Local family moves in to new Habitat for Humanity home

By Angie Purdy
The Surveyor
Robin Fancis smiles for a photo with her two sons, Joshua, 15, left, and Caleb, 13, right, and Kim Land of Grace Place Church, during a home dedication on Jan. 23. Angie Purdy / The Surveyor

Robin Fancis smiles for a photo with her two sons, Joshua, 15, left, and Caleb, 13, right, and Kim Land of Grace Place
Church, during a home dedication on Jan. 23.
Angie Purdy / The Surveyor

Building a neighborhood from the ground up; that’s what is taking place on North Fourth Street: one house at a time; one family at a time. Robin Francis and her two boys, Joshua, 15, and Caleb, 13, are the recipients of the seventh Berthoud Habitat for Humanity home. Robin received word she was the recipient of her home in December 2014. The dedication took place in Jan. 23, and now she is dwelling in the comfort of her own home.

The news of being the newest family awarded the Habitat for Humanity home was a much-needed turn of events in their lives. In March 2012 Robin suffered a brain injury while putting up a fence to keep their goats in and the T-post pounder came back and hit her in the head. She did not realize right away she had suffered such an injury.

Robin had gone to work the next day and co-workers noticed she wasn’t making much sense. She ended up going to the doctor and being diagnosed with a brain injury. Instead of taking this traumatizing diagnosis as a bad thing, Robin said, “my whole personality changed. I live in the moment. I don’t worry. I am forgetful, but I’m happy.”

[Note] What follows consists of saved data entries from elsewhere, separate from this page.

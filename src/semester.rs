use std::fmt;
use std::str::FromStr;
use crate::error::SearchError;

#[derive(Debug, Clone, Copy, PartialEq, Eq)]
pub enum SemesterKind {
    Summer,
    Winter,
}

impl SemesterKind {
    /// Numeric code used by the term select box.
    pub fn code(self) -> u8 {
        match self {
            SemesterKind::Summer => 1,
            SemesterKind::Winter => 2,
        }
    }

    pub fn name(self) -> &'static str {
        match self {
            SemesterKind::Summer => "Sommersemester",
            SemesterKind::Winter => "Wintersemester",
        }
    }
}

#[derive(Debug, Clone, Copy, PartialEq, Eq)]
pub struct Semester {
    pub kind: SemesterKind,
    pub year: u32,
}

impl Semester {
    /// Value of the term select field, e.g. `eq|2|2020`.
    pub fn fmt_select(&self) -> String {
        format!("eq|{}|{}", self.kind.code(), self.year)
    }

    /// Display text the browser mirrors into the term input field.
    pub fn fmt_select_input(&self) -> String {
        format!("{}+{}", self.kind.name(), self.year)
    }
}

impl FromStr for Semester {
    type Err = SearchError;

    /// Accepts `YYYY` followed by `s` or `w` in either case, e.g. `2020W`.
    fn from_str(s: &str) -> Result<Self, Self::Err> {
        let malformed = || SearchError::Input(format!("malformed semester argument: {}", s));

        if s.len() != 5 || !s.is_char_boundary(4) {
            return Err(malformed());
        }
        let (year_part, kind_part) = s.split_at(4);
        if !year_part.bytes().all(|b| b.is_ascii_digit()) {
            return Err(malformed());
        }
        let year: u32 = year_part.parse().map_err(|_| malformed())?;
        if year == 0 {
            return Err(malformed());
        }

        let kind = match kind_part.to_ascii_lowercase().as_str() {
            "s" => SemesterKind::Summer,
            "w" => SemesterKind::Winter,
            _ => return Err(malformed()),
        };

        Ok(Semester { kind, year })
    }
}

impl fmt::Display for Semester {
    fn fmt(&self, f: &mut fmt::Formatter<'_>) -> fmt::Result {
        write!(f, "{} {}", self.kind.name(), self.year)
    }
}

/// What the user asked for. Built once, read-only afterwards.
#[derive(Debug, Clone, PartialEq, Eq)]
pub struct Query {
    pub pattern: String,
    pub semester: Semester,
}

impl Query {
    pub fn new(pattern: impl Into<String>, semester: Semester) -> Self {
        Query { pattern: pattern.into(), semester }
    }

    pub fn parse(pattern: &str, semester: &str) -> Result<Self, SearchError> {
        Ok(Query::new(pattern, semester.parse()?))
    }
}

#[cfg(test)]
mod tests {
    use super::*;

    #[test]
    fn parses_both_kinds_in_any_case() {
        let cases = [
            ("2020W", SemesterKind::Winter, 2020),
            ("2020w", SemesterKind::Winter, 2020),
            ("1999S", SemesterKind::Summer, 1999),
            ("2031s", SemesterKind::Summer, 2031),
        ];
        for (input, kind, year) in cases {
            let sem: Semester = input.parse().unwrap();
            assert_eq!(sem, Semester { kind, year }, "input {}", input);
        }
    }

    #[test]
    fn rejects_other_forms() {
        for input in ["", "2020", "W2020", "20W", "2020X", "2020WS", "2020 W", "20a0W", "0000W", "２020W", "-020W"] {
            let err = input.parse::<Semester>().unwrap_err();
            assert!(matches!(err, SearchError::Input(_)), "input {:?}", input);
        }
    }

    #[test]
    fn wire_formats() {
        let sem: Semester = "2020W".parse().unwrap();
        assert_eq!(sem.fmt_select(), "eq|2|2020");
        assert_eq!(sem.fmt_select_input(), "Wintersemester+2020");

        let sem: Semester = "2021s".parse().unwrap();
        assert_eq!(sem.fmt_select(), "eq|1|2021");
        assert_eq!(sem.fmt_select_input(), "Sommersemester+2021");
        assert_eq!(sem.to_string(), "Sommersemester 2021");
    }

    #[test]
    fn query_keeps_pattern_verbatim() {
        let q = Query::parse("  Algorithmen *", "2020W").unwrap();
        assert_eq!(q.pattern, "  Algorithmen *");
        assert_eq!(q.semester.year, 2020);
    }
}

Not only did she have that personal tragedy in 2012, but in September 2013 the rental property she lived in was damaged in the flood. It only affected the basement, but eventually mold began to grow and caused health issues for Robin, Joshua and Caleb. It wasn’t until she moved into an apartment nine months ago that she realized how the mold caused her family to become ill.

Going to work on her home − as required by Habitat for Humanity in “sweat equity,” was a difficult feat for Robin; the loud noises caused severe headaches. She described it as having “headaches for days.” Instead, she put in her 250 hours of “sweat equity” working at the Berthoud Habitat for Humanity ReStore. Even though she completed her 250 hours of work long ago, Robin continues to volunteer at the ReStore.

“I love it,” she said. “The people that I’ve met have been just phenomenal.”

The impact of being awarded their home doesn’t start and stop with Robin; it has formed an impression for her son Joshua. Their house was built by students at Loveland High School in the geometry in construction class, and now Joshua is considering the possibility of taking that class along with his classes at Berthoud High School. The building of the Francis’ home gave the construction students unexplainable joy. They have directly, positively impacted an entire family. The State of Colorado gave two specialized grants to flood victims and the Francis family was the beneficiary of one of the two grants. The grants paid for the materials for building the home.

Smiles were ever present on Robin’s, Joshua’s and Caleb’s faces. The home was built with caring hands with a view that takes your breath away.

“I love the neighborhood and the view is beautiful,” Robin said of her new home.